▽

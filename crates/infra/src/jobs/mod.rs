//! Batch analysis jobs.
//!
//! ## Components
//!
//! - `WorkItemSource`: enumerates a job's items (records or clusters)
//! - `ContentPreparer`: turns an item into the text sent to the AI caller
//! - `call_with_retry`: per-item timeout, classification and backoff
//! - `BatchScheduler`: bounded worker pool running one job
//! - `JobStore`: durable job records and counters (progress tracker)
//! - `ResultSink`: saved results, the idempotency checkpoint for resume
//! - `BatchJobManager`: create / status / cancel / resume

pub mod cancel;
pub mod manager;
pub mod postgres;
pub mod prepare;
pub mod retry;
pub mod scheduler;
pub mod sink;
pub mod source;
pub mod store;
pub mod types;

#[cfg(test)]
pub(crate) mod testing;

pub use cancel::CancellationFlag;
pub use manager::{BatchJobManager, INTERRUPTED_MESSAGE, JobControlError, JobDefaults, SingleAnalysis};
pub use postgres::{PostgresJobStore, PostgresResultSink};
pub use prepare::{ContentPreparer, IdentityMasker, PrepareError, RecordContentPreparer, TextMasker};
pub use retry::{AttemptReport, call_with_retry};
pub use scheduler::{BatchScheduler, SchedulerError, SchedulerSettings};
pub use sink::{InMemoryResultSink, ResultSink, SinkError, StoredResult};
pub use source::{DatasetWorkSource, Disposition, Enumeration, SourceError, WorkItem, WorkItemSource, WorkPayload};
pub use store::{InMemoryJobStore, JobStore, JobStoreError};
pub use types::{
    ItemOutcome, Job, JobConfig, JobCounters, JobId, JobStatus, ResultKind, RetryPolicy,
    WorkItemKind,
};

△
▽

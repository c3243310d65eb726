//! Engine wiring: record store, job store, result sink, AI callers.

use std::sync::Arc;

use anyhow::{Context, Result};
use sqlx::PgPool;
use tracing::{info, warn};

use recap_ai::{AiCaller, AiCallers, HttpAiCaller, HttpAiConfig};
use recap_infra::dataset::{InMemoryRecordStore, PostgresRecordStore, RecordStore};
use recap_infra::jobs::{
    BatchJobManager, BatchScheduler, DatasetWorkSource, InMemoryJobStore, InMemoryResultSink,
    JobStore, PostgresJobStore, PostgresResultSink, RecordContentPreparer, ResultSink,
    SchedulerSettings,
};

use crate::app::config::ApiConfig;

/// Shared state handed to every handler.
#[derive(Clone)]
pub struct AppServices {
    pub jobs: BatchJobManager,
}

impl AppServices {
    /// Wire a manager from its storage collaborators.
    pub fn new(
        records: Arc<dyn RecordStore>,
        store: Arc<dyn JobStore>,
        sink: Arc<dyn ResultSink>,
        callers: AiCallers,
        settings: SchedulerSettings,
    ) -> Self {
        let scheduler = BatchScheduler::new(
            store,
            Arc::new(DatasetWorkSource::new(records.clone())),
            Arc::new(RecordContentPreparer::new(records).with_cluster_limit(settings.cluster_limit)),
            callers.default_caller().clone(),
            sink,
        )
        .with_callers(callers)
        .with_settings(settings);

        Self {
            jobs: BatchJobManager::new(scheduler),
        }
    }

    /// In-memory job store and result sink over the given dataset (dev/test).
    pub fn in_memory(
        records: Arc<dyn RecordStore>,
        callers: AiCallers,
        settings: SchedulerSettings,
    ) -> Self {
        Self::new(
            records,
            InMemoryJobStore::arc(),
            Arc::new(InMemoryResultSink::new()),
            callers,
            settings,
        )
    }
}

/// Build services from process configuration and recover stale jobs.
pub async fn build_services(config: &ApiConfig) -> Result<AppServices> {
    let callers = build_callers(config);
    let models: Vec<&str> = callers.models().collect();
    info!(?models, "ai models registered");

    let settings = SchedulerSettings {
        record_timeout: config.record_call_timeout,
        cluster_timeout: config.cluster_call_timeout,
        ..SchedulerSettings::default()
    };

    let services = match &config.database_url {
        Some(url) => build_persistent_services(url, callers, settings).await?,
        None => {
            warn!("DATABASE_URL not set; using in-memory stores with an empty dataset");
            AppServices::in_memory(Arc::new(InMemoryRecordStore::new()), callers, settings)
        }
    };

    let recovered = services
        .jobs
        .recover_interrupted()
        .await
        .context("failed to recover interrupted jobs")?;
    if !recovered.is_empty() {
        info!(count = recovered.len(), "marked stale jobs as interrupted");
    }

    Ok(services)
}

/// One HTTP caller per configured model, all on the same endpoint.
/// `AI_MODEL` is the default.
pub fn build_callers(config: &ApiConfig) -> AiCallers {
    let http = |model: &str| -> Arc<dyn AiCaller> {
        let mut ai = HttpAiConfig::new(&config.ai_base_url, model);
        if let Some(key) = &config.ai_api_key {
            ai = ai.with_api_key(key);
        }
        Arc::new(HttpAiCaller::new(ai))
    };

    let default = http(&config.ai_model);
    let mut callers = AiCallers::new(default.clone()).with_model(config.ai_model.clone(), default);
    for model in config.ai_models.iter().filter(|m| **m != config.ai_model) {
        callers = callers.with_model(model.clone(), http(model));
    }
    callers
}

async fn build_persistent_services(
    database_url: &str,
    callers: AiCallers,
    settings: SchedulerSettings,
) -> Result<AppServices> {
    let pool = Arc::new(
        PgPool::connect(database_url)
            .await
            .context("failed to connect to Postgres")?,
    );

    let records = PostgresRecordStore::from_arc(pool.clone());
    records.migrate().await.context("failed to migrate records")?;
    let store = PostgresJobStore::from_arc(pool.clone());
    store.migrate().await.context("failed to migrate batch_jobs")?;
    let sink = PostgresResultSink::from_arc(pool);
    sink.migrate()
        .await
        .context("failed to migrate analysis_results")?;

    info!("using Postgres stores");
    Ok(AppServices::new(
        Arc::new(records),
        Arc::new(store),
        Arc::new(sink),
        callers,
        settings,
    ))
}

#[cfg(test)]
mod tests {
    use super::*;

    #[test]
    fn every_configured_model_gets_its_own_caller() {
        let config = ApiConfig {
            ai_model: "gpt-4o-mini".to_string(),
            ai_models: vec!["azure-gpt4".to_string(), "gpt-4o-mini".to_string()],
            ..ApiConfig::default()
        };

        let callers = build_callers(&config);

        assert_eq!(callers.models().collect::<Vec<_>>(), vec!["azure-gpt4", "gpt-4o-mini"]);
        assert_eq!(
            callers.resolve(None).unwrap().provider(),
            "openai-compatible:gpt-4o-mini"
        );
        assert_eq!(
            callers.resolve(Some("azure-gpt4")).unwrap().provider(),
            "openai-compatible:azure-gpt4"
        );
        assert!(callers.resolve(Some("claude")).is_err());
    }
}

△

*Exercise requirements:* From the records above, transcribe without alteration every line from the one with "to connect to" to the one with "let callers = build_callers(&config);", inclusive.

*Solution:*
            .context("failed to connect to Postgres")?,
    );

    let records = PostgresRecordStore::from_arc(pool.clone());
    records.migrate().await.context("failed to migrate records")?;
    let store = PostgresJobStore::from_arc(pool.clone());
    store.migrate().await.context("failed to migrate batch_jobs")?;
    let sink = PostgresResultSink::from_arc(pool);
    sink.migrate()
        .await
        .context("failed to migrate analysis_results")?;

    info!("using Postgres stores");
    Ok(AppServices::new(
        Arc::new(records),
        Arc::new(store),
        Arc::new(sink),
        callers,
        settings,
    ))
}

#[cfg(test)]
mod tests {
    use super::*;

    #[test]
    fn every_configured_model_gets_its_own_caller() {
        let config = ApiConfig {
            ai_model: "gpt-4o-mini".to_string(),
            ai_models: vec!["azure-gpt4".to_string(), "gpt-4o-mini".to_string()],
            ..ApiConfig::default()
        };

        let callers = build_callers(&config);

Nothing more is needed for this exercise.